§ **Problem**:
Output the records exactly, every one of them.

* * * * *

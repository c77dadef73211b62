//! In-memory transceiver for host tests and bring-up
//!
//! `SimPhy` accepts every command, tracks what the hardware would be doing and
//! hands out frames queued with [`SimPhy::push_frame`]. Completion is not
//! simulated: the test passes events through [`SimPhy::complete`], which puts
//! the hardware back into standby, and reports them to the driver like an
//! interrupt would.

use heapless::{Deque, Vec};

use crate::address::AddressFilter;
use crate::phy::MAX_PHY_PACKET_SIZE;
use crate::{Channel, ExtendedAddress, PanId, Phy, PhyError, PhyEvent, RadioCaps, RadioFrame, ShortAddress};

/// Frames that can be queued for reception
pub const SIM_INBOX_LEN: usize = 4;

/// What the simulated hardware is doing
#[derive(Debug, Clone, Copy, PartialEq, Eq)]
#[cfg_attr(feature = "defmt", derive(defmt::Format))]
pub enum SimPower {
    Off,
    Sleep,
    Standby,
    Rx,
    Tx,
}

pub struct SimPhy {
    caps: RadioCaps,
    power: SimPower,
    channel: Option<Channel>,
    filter: AddressFilter,
    inbox: Deque<RadioFrame, SIM_INBOX_LEN>,
    last_psdu: Vec<u8, MAX_PHY_PACKET_SIZE>,
    last_power: i8,
    transmitted: usize,
    /// Fails the command after the given number of accepted commands
    fail_at: Option<(usize, PhyError)>,
}

impl SimPhy {
    pub fn new(caps: RadioCaps) -> Self {
        Self {
            caps,
            power: SimPower::Off,
            channel: None,
            filter: AddressFilter::default(),
            inbox: Deque::new(),
            last_psdu: Vec::new(),
            last_power: 0,
            transmitted: 0,
            fail_at: None,
        }
    }

    /// Fails the next hardware command with `err`
    pub fn fail_next(&mut self, err: PhyError) {
        self.fail_after(0, err);
    }

    /// Accepts `commands` more hardware commands, then fails one with `err`
    pub fn fail_after(&mut self, commands: usize, err: PhyError) {
        self.fail_at = Some((commands, err));
    }

    /// Queues a frame the next `read_frame` hands out
    ///
    /// Gives the frame back if the inbox is full.
    pub fn push_frame(&mut self, frame: RadioFrame) -> Result<(), RadioFrame> {
        self.inbox.push_back(frame)
    }

    /// Finishes the ongoing sequence with `event`, returned for `Radio::handle_event`
    ///
    /// Completion events bring the hardware back to standby, noise floor
    /// samples leave it untouched.
    pub fn complete(&mut self, event: PhyEvent) -> PhyEvent {
        match event {
            PhyEvent::NoiseFloor(_) => (),
            _ => {
                if matches!(self.power, SimPower::Rx | SimPower::Tx) {
                    self.power = SimPower::Standby;
                }
            }
        }
        event
    }

    pub fn power(&self) -> SimPower {
        self.power
    }

    /// Channel of the last receive or transmit
    pub fn channel(&self) -> Option<Channel> {
        self.channel
    }

    pub fn filter(&self) -> &AddressFilter {
        &self.filter
    }

    /// PSDU of the last transmitted frame
    pub fn last_psdu(&self) -> &[u8] {
        &self.last_psdu
    }

    /// Power in dBm of the last transmitted frame
    pub fn last_power(&self) -> i8 {
        self.last_power
    }

    /// Number of frames handed to the simulated air
    pub fn transmitted(&self) -> usize {
        self.transmitted
    }

    fn check(&mut self) -> Result<(), PhyError> {
        match self.fail_at {
            Some((0, err)) => {
                self.fail_at = None;
                Err(err)
            }
            Some((n, err)) => {
                self.fail_at = Some((n - 1, err));
                Ok(())
            }
            None => Ok(()),
        }
    }
}

impl Phy for SimPhy {
    fn caps(&self) -> RadioCaps {
        self.caps
    }

    fn set_pan_id(&mut self, pan_id: PanId) -> Result<(), PhyError> {
        self.check()?;
        self.filter.pan_id = pan_id;
        Ok(())
    }

    fn set_extended_address(&mut self, address: &ExtendedAddress) -> Result<(), PhyError> {
        self.check()?;
        self.filter.extended_address = *address;
        Ok(())
    }

    fn set_short_address(&mut self, address: ShortAddress) -> Result<(), PhyError> {
        self.check()?;
        self.filter.short_address = address;
        Ok(())
    }

    fn power_up(&mut self) -> Result<(), PhyError> {
        self.check()?;
        self.power = SimPower::Standby;
        Ok(())
    }

    fn power_down(&mut self) -> Result<(), PhyError> {
        self.check()?;
        self.power = SimPower::Off;
        Ok(())
    }

    fn sleep(&mut self) -> Result<(), PhyError> {
        self.check()?;
        self.power = SimPower::Sleep;
        Ok(())
    }

    fn idle(&mut self) -> Result<(), PhyError> {
        self.check()?;
        self.power = SimPower::Standby;
        Ok(())
    }

    fn start_receive(&mut self, channel: Channel) -> Result<(), PhyError> {
        self.check()?;
        self.channel = Some(channel);
        self.power = SimPower::Rx;
        Ok(())
    }

    fn start_transmit(&mut self, frame: &RadioFrame) -> Result<(), PhyError> {
        self.check()?;
        self.last_psdu = Vec::from_slice(frame.psdu()).map_err(|_| PhyError::Rejected)?;
        self.last_power = frame.power;
        self.channel = Channel::new(frame.channel);
        self.power = SimPower::Tx;
        self.transmitted += 1;
        Ok(())
    }

    fn read_frame(&mut self, frame: &mut RadioFrame) -> Result<(), PhyError> {
        self.check()?;
        let received = self.inbox.pop_front().ok_or(PhyError::Rejected)?;
        *frame = received;
        self.power = SimPower::Standby;
        Ok(())
    }
}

* * * * *

§ **Task solution**:
repository c77dadef73211b62
//! In-memory transceiver for host tests and bring-up
//!
//! `SimPhy` accepts every command, tracks what the hardware would be doing and
//! hands out frames queued with [`SimPhy::push_frame`]. Completion is not
//! simulated: the test passes events through [`SimPhy::complete`], which puts
//! the hardware back into standby, and reports them to the driver like an
//! interrupt would.

use heapless::{Deque, Vec};

use crate::address::AddressFilter;
use crate::phy::MAX_PHY_PACKET_SIZE;
use crate::{Channel, ExtendedAddress, PanId, Phy, PhyError, PhyEvent, RadioCaps, RadioFrame, ShortAddress};

/// Frames that can be queued for reception
pub const SIM_INBOX_LEN: usize = 4;

/// What the simulated hardware is doing
#[derive(Debug, Clone, Copy, PartialEq, Eq)]
#[cfg_attr(feature = "defmt", derive(defmt::Format))]
pub enum SimPower {
    Off,
    Sleep,
    Standby,
    Rx,
    Tx,
}

pub struct SimPhy {
    caps: RadioCaps,
    power: SimPower,
    channel: Option<Channel>,
    filter: AddressFilter,
    inbox: Deque<RadioFrame, SIM_INBOX_LEN>,
    last_psdu: Vec<u8, MAX_PHY_PACKET_SIZE>,
    last_power: i8,
    transmitted: usize,
    /// Fails the command after the given number of accepted commands
    fail_at: Option<(usize, PhyError)>,
}

impl SimPhy {
    pub fn new(caps: RadioCaps) -> Self {
        Self {
            caps,
            power: SimPower::Off,
            channel: None,
            filter: AddressFilter::default(),
            inbox: Deque::new(),
            last_psdu: Vec::new(),
            last_power: 0,
            transmitted: 0,
            fail_at: None,
        }
    }

    /// Fails the next hardware command with `err`
    pub fn fail_next(&mut self, err: PhyError) {
        self.fail_after(0, err);
    }

    /// Accepts `commands` more hardware commands, then fails one with `err`
    pub fn fail_after(&mut self, commands: usize, err: PhyError) {
        self.fail_at = Some((commands, err));
    }

    /// Queues a frame the next `read_frame` hands out
    ///
    /// Gives the frame back if the inbox is full.
    pub fn push_frame(&mut self, frame: RadioFrame) -> Result<(), RadioFrame> {
        self.inbox.push_back(frame)
    }

    /// Finishes the ongoing sequence with `event`, returned for `Radio::handle_event`
    ///
    /// Completion events bring the hardware back to standby, noise floor
    /// samples leave it untouched.
    pub fn complete(&mut self, event: PhyEvent) -> PhyEvent {
        match event {
            PhyEvent::NoiseFloor(_) => (),
            _ => {
                if matches!(self.power, SimPower::Rx | SimPower::Tx) {
                    self.power = SimPower::Standby;
                }
            }
        }
        event
    }

    pub fn power(&self) -> SimPower {
        self.power
    }

    /// Channel of the last receive or transmit
    pub fn channel(&self) -> Option<Channel> {
        self.channel
    }

    pub fn filter(&self) -> &AddressFilter {
        &self.filter
    }

    /// PSDU of the last transmitted frame
    pub fn last_psdu(&self) -> &[u8] {
        &self.last_psdu
    }

    /// Power in dBm of the last transmitted frame
    pub fn last_power(&self) -> i8 {
        self.last_power
    }

    /// Number of frames handed to the simulated air
    pub fn transmitted(&self) -> usize {
        self.transmitted
    }

    fn check(&mut self) -> Result<(), PhyError> {
        match self.fail_at {
            Some((0, err)) => {
                self.fail_at = None;
                Err(err)
            }
            Some((n, err)) => {
                self.fail_at = Some((n - 1, err));
                Ok(())
            }
            None => Ok(()),
        }
    }
}

impl Phy for SimPhy {
    fn caps(&self) -> RadioCaps {
        self.caps
    }

    fn set_pan_id(&mut self, pan_id: PanId) -> Result<(), PhyError> {
        self.check()?;
        self.filter.pan_id = pan_id;
        Ok(())
    }

    fn set_extended_address(&mut self, address: &ExtendedAddress) -> Result<(), PhyError> {
        self.check()?;
        self.filter.extended_address = *address;
        Ok(())
    }

    fn set_short_address(&mut self, address: ShortAddress) -> Result<(), PhyError> {
        self.check()?;
        self.filter.short_address = address;
        Ok(())
    }

    fn power_up(&mut self) -> Result<(), PhyError> {
        self.check()?;
        self.power = SimPower::Standby;
        Ok(())
    }

    fn power_down(&mut self) -> Result<(), PhyError> {
        self.check()?;
        self.power = SimPower::Off;
        Ok(())
    }

    fn sleep(&mut self) -> Result<(), PhyError> {
        self.check()?;
        self.power = SimPower::Sleep;
        Ok(())
    }

    fn idle(&mut self) -> Result<(), PhyError> {
        self.check()?;
        self.power = SimPower::Standby;
        Ok(())
    }

    fn start_receive(&mut self, channel: Channel) -> Result<(), PhyError> {
        self.check()?;
        self.channel = Some(channel);
        self.power = SimPower::Rx;
        Ok(())
    }

    fn start_transmit(&mut self, frame: &RadioFrame) -> Result<(), PhyError> {
        self.check()?;
        self.last_psdu = Vec::from_slice(frame.psdu()).map_err(|_| PhyError::Rejected)?;
        self.last_power = frame.power;
        self.channel = Channel::new(frame.channel);
        self.power = SimPower::Tx;
        self.transmitted += 1;
        Ok(())
    }

    fn read_frame(&mut self, frame: &mut RadioFrame) -> Result<(), PhyError> {
        self.check()?;
        let received = self.inbox.pop_front().ok_or(PhyError::Rejected)?;
        *frame = received;
        self.power = SimPower::Standby;
        Ok(())
    }
}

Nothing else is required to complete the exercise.